## SUPPLIED MATERIAL:
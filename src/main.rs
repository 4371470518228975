//! Newman batch runner CLI
//!
//! Fans a suite of API tests out to sequential Newman invocations, one
//! per (environment, test-suite) pair, and exits 0 only when every
//! invocation passed.

use newman_runner::common::logging;
use newman_runner::config::{self, DefaultSettings};
use newman_runner::runner;

#[tokio::main]
async fn main() {
    logging::init();

    let defaults = match DefaultSettings::load() {
        Ok(defaults) => defaults,
        Err(e) => {
            eprintln!("Error: {e}");
            std::process::exit(2);
        }
    };

    let config = match config::resolve(std::env::args().skip(1), &defaults) {
        Ok(config) => config,
        Err(e) => {
            eprintln!("Error: {e}");
            print_usage();
            std::process::exit(2);
        }
    };

    match runner::run(&config).await {
        Ok(code) => std::process::exit(code),
        Err(e) => {
            eprintln!("Error: {e}");
            std::process::exit(2);
        }
    }
}

fn print_usage() {
    eprintln!(
        "\nUsage: newman-runner --l:<path/to/suite> [flags]\n\
         \n\
         Runs every test suite under <suite>/tests against every environment\n\
         file under <suite>/env, one Newman invocation per pair.\n\
         \n\
         Flags:\n\
         \x20 --l:<path>   suite root directory (contains env/ and tests/)\n\
         \x20 --e:<file>   use only this environment file (repeatable)\n\
         \x20 --t:<file>   run only this test suite file (repeatable)\n\
         \x20 --i:<n>      iterations per run, 1-10 (default 1)\n\
         \x20 --T:<type>   report type: html, xml, json, none\n\
         \x20 --n:<path>   report output directory (required with --T)\n\
         \x20 --N:<path>   newman command, overrides the global installation"
    );
}
//! Command-line resolution and validation

use std::fs;
use std::path::{Path, PathBuf};

use super::defaults::{DefaultSettings, ReportType};
use crate::common::{Error, Result};

/// Validated run configuration, read-only once resolved
#[derive(Debug)]
pub struct Config {
    /// Suite root directory containing `env/` and `tests/`
    pub location: PathBuf,
    /// Environment files, in flag order or directory-enumeration order
    pub environments: Vec<PathBuf>,
    /// Test-suite files, in flag order or directory-enumeration order
    pub tests: Vec<PathBuf>,
    /// Iteration count handed to Newman's `-n` argument, always in 1..=10
    pub iterations: u32,
    /// Requested report format; code and extension derive from this
    pub report_type: ReportType,
    /// Directory Newman writes report files into
    pub report_file_location: String,
    /// Newman binary or launcher command
    pub newman_command: String,
}

/// Resolve command-line arguments against process-wide defaults.
///
/// Defaults apply first, then flags in encounter order; `--e` and `--t`
/// accumulate rather than overwrite. When no environment or test files
/// were named explicitly, the `env/` and `tests/` directories under the
/// suite root are enumerated instead. Fails with [`Error::Config`] on an
/// invalid result, before any Newman process is launched.
pub fn resolve<I>(args: I, defaults: &DefaultSettings) -> Result<Config>
where
    I: IntoIterator,
    I::Item: AsRef<str>,
{
    let mut config = Config {
        location: PathBuf::from(&defaults.location),
        environments: Vec::new(),
        tests: Vec::new(),
        iterations: clamp_iterations(defaults.iterations),
        report_type: ReportType::from_ordinal(defaults.report_type),
        report_file_location: defaults.report_file_location.clone(),
        newman_command: defaults.newman_command.clone(),
    };

    for arg in args {
        let Some((flag, value)) = split_token(arg.as_ref()) else {
            // Malformed tokens are ignored, matching the historical
            // behavior operators rely on in CI wrappers.
            tracing::debug!("ignoring unrecognized argument '{}'", arg.as_ref());
            continue;
        };

        match flag {
            "--l" => config.location = PathBuf::from(value),
            "--e" => config.environments.push(PathBuf::from(value)),
            "--t" => config.tests.push(PathBuf::from(value)),
            "--i" => {
                config.iterations = value
                    .parse::<u32>()
                    .ok()
                    .map(clamp_iterations)
                    .unwrap_or(1);
            }
            "--T" => config.report_type = ReportType::from_token(value),
            "--n" => config.report_file_location = value.to_string(),
            "--N" => config.newman_command = value.to_string(),
            _ => tracing::debug!("ignoring unknown flag '{}'", flag),
        }
    }

    validate(&mut config)?;
    Ok(config)
}

/// Split a `--X:value` token at its fixed offsets.
///
/// The flag key is exactly three bytes followed by a `:`; anything
/// shorter or shaped differently yields None. The explicit length check
/// keeps short tokens from faulting the parser.
fn split_token(token: &str) -> Option<(&str, &str)> {
    if token.len() < 4 || !token.starts_with("--") {
        return None;
    }
    if token.as_bytes()[3] != b':' {
        return None;
    }
    Some((&token[..3], &token[4..]))
}

/// Out-of-range or unparsable iteration counts fall back to 1
fn clamp_iterations(n: u32) -> u32 {
    if (1..=10).contains(&n) {
        n
    } else {
        1
    }
}

fn validate(config: &mut Config) -> Result<()> {
    if config.report_type != ReportType::None && config.report_file_location.is_empty() {
        return Err(Error::Config(
            "--n:[report output directory] is required when --T requests a report".to_string(),
        ));
    }

    if !config.location.is_dir() {
        return Err(Error::Config(format!(
            "suite location '{}' is invalid, directory does not exist",
            config.location.display()
        )));
    }

    if config.environments.is_empty() {
        let env_dir = config.location.join("env");
        if !env_dir.is_dir() {
            return Err(Error::Config(format!(
                "suite location '{}' does not have an 'env' directory",
                config.location.display()
            )));
        }
        config.environments = list_files(&env_dir)?;
    }

    if config.tests.is_empty() {
        let tests_dir = config.location.join("tests");
        if !tests_dir.is_dir() {
            return Err(Error::Config(format!(
                "suite location '{}' does not have a 'tests' directory",
                config.location.display()
            )));
        }
        config.tests = list_files(&tests_dir)?;
    }

    Ok(())
}

/// Enumerate the regular files of a directory, in enumeration order
fn list_files(dir: &Path) -> Result<Vec<PathBuf>> {
    let mut files = Vec::new();
    for entry in fs::read_dir(dir)? {
        let entry = entry?;
        if entry.file_type()?.is_file() {
            files.push(entry.path());
        }
    }
    Ok(files)
}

## TASK TO COMPLETE:
Start with the line above that contains "let defaults = match" and stop after the line that contains "environment file (repeatable)\n\". Output those lines exactly, and only those.

## WRITTEN RESPONSE:
    let defaults = match DefaultSettings::load() {
        Ok(defaults) => defaults,
        Err(e) => {
            eprintln!("Error: {e}");
            std::process::exit(2);
        }
    };

    let config = match config::resolve(std::env::args().skip(1), &defaults) {
        Ok(config) => config,
        Err(e) => {
            eprintln!("Error: {e}");
            print_usage();
            std::process::exit(2);
        }
    };

    match runner::run(&config).await {
        Ok(code) => std::process::exit(code),
        Err(e) => {
            eprintln!("Error: {e}");
            std::process::exit(2);
        }
    }
}

fn print_usage() {
    eprintln!(
        "\nUsage: newman-runner --l:<path/to/suite> [flags]\n\
         \n\
         Runs every test suite under <suite>/tests against every environment\n\
         file under <suite>/env, one Newman invocation per pair.\n\
         \n\
         Flags:\n\
         \x20 --l:<path>   suite root directory (contains env/ and tests/)\n\
         \x20 --e:<file>   use only this environment file (repeatable)\n\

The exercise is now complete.